ABOUT THIS TASK: What is asked for is the whole listing, given again word for word.

>>>>>

/// `SELECT` the rows of `target` linked to any of `owner_keys`, followed by
/// the owning key as an extra trailing column.
pub fn select_through(
    db: DatabaseType,
    target: &'static TableMeta,
    through: Through<'_>,
    owner_keys: &[Value],
    owner_kind: ColumnKind,
) -> DbResult<Statement> {
    let [target_key] = target.primary_key else {
        return Err(DbError::invalid_input(format!(
            "'{}' needs a single-column key to be linked through '{}'",
            target.name, through.table
        )));
    };

    let mut builder = SqlBuilder::new(db);
    builder.push("SELECT ");
    builder.push_columns(Some("t0"), target);
    builder.push(", l.").push_ident(through.local);
    builder.push(" FROM ").push_ident(target.name).push(" AS t0");
    builder.push(" JOIN ").push_ident(through.table).push(" AS l ON l.");
    builder
        .push_ident(through.remote)
        .push(" = t0.")
        .push_ident(target_key);
    if owner_keys.is_empty() {
        builder.push(" WHERE 1 = 0");
    } else {
        builder.push(" WHERE l.").push_ident(through.local).push(" IN (");
        for (i, key) in owner_keys.iter().enumerate() {
            if i > 0 {
                builder.push(", ");
            }
            builder.push_bind(key.clone(), Some(owner_kind));
        }
        builder.push(")");
    }
    builder.push_order_by_key("t0", target);
    Ok(builder.finish())
}

/// `UPDATE` matching rows, stamping `updated` on audited tables.
pub fn update(
    db: DatabaseType,
    meta: &'static TableMeta,
    fields: &Fields,
    filters: &[Filter],
) -> DbResult<Statement> {
    if fields.is_empty() {
        return Err(DbError::invalid_input(format!(
            "no fields given for update of '{}'",
            meta.name
        )));
    }
    let scope = Scope::qualified(meta);
    let mut builder = SqlBuilder::new(db);
    builder.push("UPDATE ").push_ident(meta.name).push(" SET ");
    for (i, (name, value)) in fields.iter().enumerate() {
        let column = meta.require_column(strip_qualifier(name))?;
        if column.audit {
            return Err(DbError::invalid_input(format!(
                "'{}.{}' is maintained by the store",
                meta.name, column.name
            )));
        }
        if value.is_null() && !column.nullable {
            return Err(DbError::invalid_value(meta.name, column.name, "unexpected NULL"));
        }
        let value = coerce(meta.name, column, value.clone())?;
        if i > 0 {
            builder.push(", ");
        }
        builder.push_ident(column.name).push(" = ");
        builder.push_bind(value, Some(column.kind));
    }
    if let Some(updated) = meta.column("updated").filter(|c| c.audit) {
        builder
            .push(", ")
            .push_ident(updated.name)
            .push(" = ")
            .push(db.utc_now());
    }
    builder.push_where(&scope, filters)?;
    Ok(builder.finish())
}

/// `DELETE` matching rows.
pub fn delete(
    db: DatabaseType,
    meta: &'static TableMeta,
    filters: &[Filter],
) -> DbResult<Statement> {
    let scope = Scope::qualified(meta);
    let mut builder = SqlBuilder::new(db);
    builder.push("DELETE FROM ").push_ident(meta.name);
    builder.push_where(&scope, filters)?;
    Ok(builder.finish())
}

/// Whether a column is left for the store to fill on insert.
fn omitted_on_insert(column: &Column, value: &Value) -> bool {
    column.audit || (column.generated && matches!(value, Value::Null | Value::Int(0)))
}

/// `INSERT` one row and return it as stored.
pub fn insert(
    db: DatabaseType,
    meta: &'static TableMeta,
    record: &Record,
    on_conflict: OnConflict,
) -> DbResult<Statement> {
    let mut builder = SqlBuilder::new(db);
    builder.push("INSERT INTO ").push_ident(meta.name);

    let values: Vec<(&'static Column, Value)> = meta
        .columns
        .iter()
        .map(|c| (c, record.get(c.name).cloned().unwrap_or(Value::Null)))
        .filter(|(c, v)| !omitted_on_insert(c, v))
        .collect();

    if values.is_empty() {
        builder.push(" DEFAULT VALUES");
    } else {
        builder.push(" (");
        for (i, (column, _)) in values.iter().enumerate() {
            if i > 0 {
                builder.push(", ");
            }
            builder.push_ident(column.name);
        }
        builder.push(") VALUES (");
        for (i, (column, value)) in values.into_iter().enumerate() {
            if i > 0 {
                builder.push(", ");
            }
            builder.push_bind(value, Some(column.kind));
        }
        builder.push(")");
    }

    match on_conflict {
        OnConflict::Fail => {}
        OnConflict::Ignore => {
            builder.push(" ON CONFLICT DO NOTHING");
        }
        OnConflict::Update => push_upsert(&mut builder, db, meta),
    }
    builder.push_returning(meta);
    Ok(builder.finish())
}

fn push_upsert(builder: &mut SqlBuilder, db: DatabaseType, meta: &TableMeta) {
    builder.push(" ON CONFLICT (");
    for (i, pk) in meta.primary_key.iter().enumerate() {
        if i > 0 {
            builder.push(", ");
        }
        builder.push_ident(pk);
    }
    builder.push(") DO UPDATE SET ");

    let mut assignments: Vec<String> = meta
        .columns
        .iter()
        .filter(|c| !c.audit && !meta.is_key(c.name))
        .map(|c| format!("{0} = excluded.{0}", quote_ident(c.name)))
        .collect();
    if let Some(updated) = meta.column("updated").filter(|c| c.audit) {
        assignments.push(format!("{} = {}", quote_ident(updated.name), db.utc_now()));
    }
    if assignments.is_empty() {
        // Pure link rows: nothing to overwrite, but the row must still be returned.
        if let Some(pk) = meta.primary_key.first() {
            assignments.push(format!("{0} = excluded.{0}", quote_ident(pk)));
        }
    }
    builder.push(&assignments.join(", "));
}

<<<<<

EXERCISE SOLUTION:
/// `SELECT` the rows of `target` linked to any of `owner_keys`, followed by
/// the owning key as an extra trailing column.
pub fn select_through(
    db: DatabaseType,
    target: &'static TableMeta,
    through: Through<'_>,
    owner_keys: &[Value],
    owner_kind: ColumnKind,
) -> DbResult<Statement> {
    let [target_key] = target.primary_key else {
        return Err(DbError::invalid_input(format!(
            "'{}' needs a single-column key to be linked through '{}'",
            target.name, through.table
        )));
    };

    let mut builder = SqlBuilder::new(db);
    builder.push("SELECT ");
    builder.push_columns(Some("t0"), target);
    builder.push(", l.").push_ident(through.local);
    builder.push(" FROM ").push_ident(target.name).push(" AS t0");
    builder.push(" JOIN ").push_ident(through.table).push(" AS l ON l.");
    builder
        .push_ident(through.remote)
        .push(" = t0.")
        .push_ident(target_key);
    if owner_keys.is_empty() {
        builder.push(" WHERE 1 = 0");
    } else {
        builder.push(" WHERE l.").push_ident(through.local).push(" IN (");
        for (i, key) in owner_keys.iter().enumerate() {
            if i > 0 {
                builder.push(", ");
            }
            builder.push_bind(key.clone(), Some(owner_kind));
        }
        builder.push(")");
    }
    builder.push_order_by_key("t0", target);
    Ok(builder.finish())
}

/// `UPDATE` matching rows, stamping `updated` on audited tables.
pub fn update(
    db: DatabaseType,
    meta: &'static TableMeta,
    fields: &Fields,
    filters: &[Filter],
) -> DbResult<Statement> {
    if fields.is_empty() {
        return Err(DbError::invalid_input(format!(
            "no fields given for update of '{}'",
            meta.name
        )));
    }
    let scope = Scope::qualified(meta);
    let mut builder = SqlBuilder::new(db);
    builder.push("UPDATE ").push_ident(meta.name).push(" SET ");
    for (i, (name, value)) in fields.iter().enumerate() {
        let column = meta.require_column(strip_qualifier(name))?;
        if column.audit {
            return Err(DbError::invalid_input(format!(
                "'{}.{}' is maintained by the store",
                meta.name, column.name
            )));
        }
        if value.is_null() && !column.nullable {
            return Err(DbError::invalid_value(meta.name, column.name, "unexpected NULL"));
        }
        let value = coerce(meta.name, column, value.clone())?;
        if i > 0 {
            builder.push(", ");
        }
        builder.push_ident(column.name).push(" = ");
        builder.push_bind(value, Some(column.kind));
    }
    if let Some(updated) = meta.column("updated").filter(|c| c.audit) {
        builder
            .push(", ")
            .push_ident(updated.name)
            .push(" = ")
            .push(db.utc_now());
    }
    builder.push_where(&scope, filters)?;
    Ok(builder.finish())
}

/// `DELETE` matching rows.
pub fn delete(
    db: DatabaseType,
    meta: &'static TableMeta,
    filters: &[Filter],
) -> DbResult<Statement> {
    let scope = Scope::qualified(meta);
    let mut builder = SqlBuilder::new(db);
    builder.push("DELETE FROM ").push_ident(meta.name);
    builder.push_where(&scope, filters)?;
    Ok(builder.finish())
}

/// Whether a column is left for the store to fill on insert.
fn omitted_on_insert(column: &Column, value: &Value) -> bool {
    column.audit || (column.generated && matches!(value, Value::Null | Value::Int(0)))
}

/// `INSERT` one row and return it as stored.
pub fn insert(
    db: DatabaseType,
    meta: &'static TableMeta,
    record: &Record,
    on_conflict: OnConflict,
) -> DbResult<Statement> {
    let mut builder = SqlBuilder::new(db);
    builder.push("INSERT INTO ").push_ident(meta.name);

    let values: Vec<(&'static Column, Value)> = meta
        .columns
        .iter()
        .map(|c| (c, record.get(c.name).cloned().unwrap_or(Value::Null)))
        .filter(|(c, v)| !omitted_on_insert(c, v))
        .collect();

    if values.is_empty() {
        builder.push(" DEFAULT VALUES");
    } else {
        builder.push(" (");
        for (i, (column, _)) in values.iter().enumerate() {
            if i > 0 {
                builder.push(", ");
            }
            builder.push_ident(column.name);
        }
        builder.push(") VALUES (");
        for (i, (column, value)) in values.into_iter().enumerate() {
            if i > 0 {
                builder.push(", ");
            }
            builder.push_bind(value, Some(column.kind));
        }
        builder.push(")");
    }

    match on_conflict {
        OnConflict::Fail => {}
        OnConflict::Ignore => {
            builder.push(" ON CONFLICT DO NOTHING");
        }
        OnConflict::Update => push_upsert(&mut builder, db, meta),
    }
    builder.push_returning(meta);
    Ok(builder.finish())
}

fn push_upsert(builder: &mut SqlBuilder, db: DatabaseType, meta: &TableMeta) {
    builder.push(" ON CONFLICT (");
    for (i, pk) in meta.primary_key.iter().enumerate() {
        if i > 0 {
            builder.push(", ");
        }
        builder.push_ident(pk);
    }
    builder.push(") DO UPDATE SET ");

    let mut assignments: Vec<String> = meta
        .columns
        .iter()
        .filter(|c| !c.audit && !meta.is_key(c.name))
        .map(|c| format!("{0} = excluded.{0}", quote_ident(c.name)))
        .collect();
    if let Some(updated) = meta.column("updated").filter(|c| c.audit) {
        assignments.push(format!("{} = {}", quote_ident(updated.name), db.utc_now()));
    }
    if assignments.is_empty() {
        // Pure link rows: nothing to overwrite, but the row must still be returned.
        if let Some(pk) = meta.primary_key.first() {
            assignments.push(format!("{0} = excluded.{0}", quote_ident(pk)));
        }
    }
    builder.push(&assignments.join(", "));
}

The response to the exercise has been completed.